-- Data records --
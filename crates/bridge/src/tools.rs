//! Tool registry synchronization.
//!
//! Callers send their full tool list on every request. The backend keeps
//! tools attached to the agent between requests, and its built-in tools
//! share the same namespace. Every caller tool is therefore mirrored by a
//! proxy tool registered under a reserved prefix, and only prefixed tools
//! are ever attached or detached here.

use std::collections::{HashMap, HashSet};
use std::sync::{Arc, Mutex};

use agentbridge_core::backend::AgentBackend;
use agentbridge_core::error::{BackendError, ToolSyncFailure};
use agentbridge_core::tool::{BackendTool, ParamKind, ProxyToolStub, StubParameter, ToolSchema};
use tracing::{debug, info, warn};

/// Associations between caller tool names and backend tool handles.
#[derive(Debug, Clone, Default, PartialEq, Eq)]
pub struct ToolMapping {
    /// caller name -> backend handle
    handles: HashMap<String, String>,
    /// backend handle -> registered (prefixed) name
    names: HashMap<String, String>,
}

impl ToolMapping {
    fn insert(&mut self, caller_name: &str, tool: &BackendTool) {
        self.handles.insert(caller_name.to_string(), tool.id.clone());
        self.names.insert(tool.id.clone(), tool.name.clone());
    }

    pub fn handle(&self, caller_name: &str) -> Option<&str> {
        self.handles.get(caller_name).map(String::as_str)
    }

    pub fn registered_name(&self, handle: &str) -> Option<&str> {
        self.names.get(handle).map(String::as_str)
    }

    /// The caller name mapped to `handle`.
    pub fn caller_name(&self, handle: &str) -> Option<&str> {
        self.handles
            .iter()
            .find(|(_, id)| id.as_str() == handle)
            .map(|(name, _)| name.as_str())
    }

    pub fn len(&self) -> usize {
        self.handles.len()
    }

    pub fn is_empty(&self) -> bool {
        self.handles.is_empty()
    }
}

/// What one `sync` call did.
#[derive(Debug, Clone, Default)]
pub struct ToolSyncReport {
    /// Caller names newly registered and attached
    pub attached: Vec<String>,

    /// Registered names detached from the agent
    pub detached: Vec<String>,

    /// Caller names already attached
    pub unchanged: Vec<String>,

    pub failed: Vec<ToolSyncFailure>,
}

impl ToolSyncReport {
    pub fn is_clean(&self) -> bool {
        self.failed.is_empty()
    }

    /// Whether the call changed the agent's attachments.
    pub fn changed(&self) -> bool {
        !self.attached.is_empty() || !self.detached.is_empty()
    }
}

/// Reconciles an agent's proxy tools against the caller's requested tools.
///
/// Callers must serialize `sync` per agent (see `KeyedLocks`).
pub struct ToolSynchronizer {
    backend: Arc<dyn AgentBackend>,
    prefix: String,
    mappings: Mutex<HashMap<String, ToolMapping>>,
}

impl ToolSynchronizer {
    pub fn new(backend: Arc<dyn AgentBackend>, prefix: impl Into<String>) -> Self {
        Self {
            backend,
            prefix: prefix.into(),
            mappings: Mutex::new(HashMap::new()),
        }
    }

    pub fn prefix(&self) -> &str {
        &self.prefix
    }

    /// The backend-side name for a caller tool.
    ///
    /// Registered names double as Python function names, so characters
    /// outside `[A-Za-z0-9_]` become `_`. The mapping keeps the caller's
    /// original name for the reverse lookup.
    pub fn registered_name(&self, caller_name: &str) -> String {
        let sanitized: String = caller_name
            .chars()
            .map(|c| if c.is_ascii_alphanumeric() { c } else { '_' })
            .collect();
        format!("{}{sanitized}", self.prefix)
    }

    /// The caller-side name for a backend tool name; unprefixed names pass through.
    pub fn strip_prefix<'a>(&self, name: &'a str) -> &'a str {
        name.strip_prefix(self.prefix.as_str()).unwrap_or(name)
    }

    fn is_proxy(&self, name: &str) -> bool {
        name.starts_with(self.prefix.as_str())
    }

    fn mappings(&self) -> std::sync::MutexGuard<'_, HashMap<String, ToolMapping>> {
        self.mappings.lock().unwrap_or_else(|e| e.into_inner())
    }

    /// A copy of the current mapping for an agent.
    pub fn mapping(&self, agent_id: &str) -> Option<ToolMapping> {
        self.mappings().get(agent_id).cloned()
    }

    /// The backend handle of a caller tool attached to `agent_id`.
    pub fn backend_tool_id(&self, agent_id: &str, caller_name: &str) -> Option<String> {
        self.mappings()
            .get(agent_id)?
            .handle(caller_name)
            .map(String::from)
    }

    /// The caller name of a registered backend tool attached to `agent_id`.
    pub fn caller_name_for(&self, agent_id: &str, backend_name: &str) -> Option<String> {
        let mappings = self.mappings();
        let mapping = mappings.get(agent_id)?;
        mapping
            .names
            .iter()
            .find(|(_, name)| name.as_str() == backend_name)
            .and_then(|(handle, _)| mapping.caller_name(handle))
            .map(String::from)
    }

    /// Build the registration payload for a caller tool.
    pub fn build_stub(&self, tool: &ToolSchema) -> ProxyToolStub {
        let caller_name = tool.name().to_string();
        let registered_name = self.registered_name(&caller_name);
        let params = tool.function.parameters.as_ref();

        let parameters = params
            .and_then(|p| p.get("properties"))
            .and_then(|p| p.as_object())
            .map(|props| {
                props
                    .iter()
                    .map(|(name, schema)| StubParameter {
                        name: name.clone(),
                        kind: ParamKind::from_json_type(
                            schema.get("type").and_then(|t| t.as_str()),
                        ),
                    })
                    .collect()
            })
            .unwrap_or_default();

        let required = params
            .and_then(|p| p.get("required"))
            .and_then(|r| r.as_array())
            .map(|names| {
                names
                    .iter()
                    .filter_map(|n| n.as_str().map(String::from))
                    .collect()
            })
            .unwrap_or_default();

        let mut json_schema = serde_json::json!({
            "name": registered_name,
            "description": tool.function.description.clone().unwrap_or_default(),
            "parameters": params.cloned().unwrap_or_else(|| serde_json::json!({
                "type": "object",
                "properties": {},
            })),
        });
        if tool.function.description.is_none() {
            json_schema["description"] = format!("Proxy tool for {caller_name}").into();
        }

        ProxyToolStub {
            description: format!("Proxy tool for {caller_name}"),
            registered_name,
            caller_name,
            parameters,
            required,
            json_schema,
        }
    }

    /// Make the agent's proxy tools match `requested` exactly.
    ///
    /// Built-in (unprefixed) tools are never touched. A tool that fails to
    /// register, attach or detach is reported and the rest still sync; only
    /// failing to list the agent's tools fails the whole call.
    pub async fn sync(
        &self,
        agent_id: &str,
        requested: &[ToolSchema],
    ) -> Result<ToolSyncReport, BackendError> {
        let attached = self.backend.list_agent_tools(agent_id).await?;
        let mut report = ToolSyncReport::default();
        let mut mapping = ToolMapping::default();

        // First occurrence wins for names that register identically
        let mut seen = HashSet::new();
        let requested: Vec<&ToolSchema> = requested
            .iter()
            .filter(|t| seen.insert(self.registered_name(t.name())))
            .collect();
        let wanted: HashSet<String> = requested
            .iter()
            .map(|t| self.registered_name(t.name()))
            .collect();

        for tool in attached.iter().filter(|t| self.is_proxy(&t.name)) {
            if wanted.contains(&tool.name) {
                continue;
            }
            match self.backend.detach_tool(agent_id, &tool.id).await {
                Ok(()) => {
                    info!(agent_id, tool = %tool.name, "Detached proxy tool");
                    report.detached.push(tool.name.clone());
                }
                Err(e) => {
                    warn!(agent_id, tool = %tool.name, error = %e, "Failed to detach proxy tool");
                    report.failed.push(ToolSyncFailure {
                        tool: tool.name.clone(),
                        reason: e.to_string(),
                    });
                }
            }
        }

        if requested.is_empty() {
            debug!(agent_id, "No tools requested, proxy tools cleared");
            self.mappings().remove(agent_id);
            return Ok(report);
        }

        for tool in requested {
            let caller_name = tool.name();
            let registered = self.registered_name(caller_name);

            if let Some(existing) = attached.iter().find(|t| t.name == registered) {
                mapping.insert(caller_name, existing);
                report.unchanged.push(caller_name.to_string());
                continue;
            }

            match self.register_and_attach(agent_id, tool).await {
                Ok(handle) => {
                    info!(agent_id, tool = %caller_name, "Attached proxy tool");
                    mapping.insert(caller_name, &handle);
                    report.attached.push(caller_name.to_string());
                }
                Err(e) => {
                    warn!(agent_id, tool = %caller_name, error = %e, "Failed to sync proxy tool");
                    report.failed.push(ToolSyncFailure {
                        tool: caller_name.to_string(),
                        reason: e.to_string(),
                    });
                }
            }
        }

        debug!(
            agent_id,
            attached = report.attached.len(),
            detached = report.detached.len(),
            failed = report.failed.len(),
            "Tool sync complete"
        );
        self.mappings().insert(agent_id.to_string(), mapping);
        Ok(report)
    }

    async fn register_and_attach(
        &self,
        agent_id: &str,
        tool: &ToolSchema,
    ) -> Result<BackendTool, BackendError> {
        let stub = self.build_stub(tool);
        let handle = self.backend.register_tool(&stub).await?;
        self.backend.attach_tool(agent_id, &handle.id).await?;
        Ok(handle)
    }
}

-- Task instructions --
Tally the lines of the material in which the string "Callers" occurs, and present only that tally.

-- Expected output --
2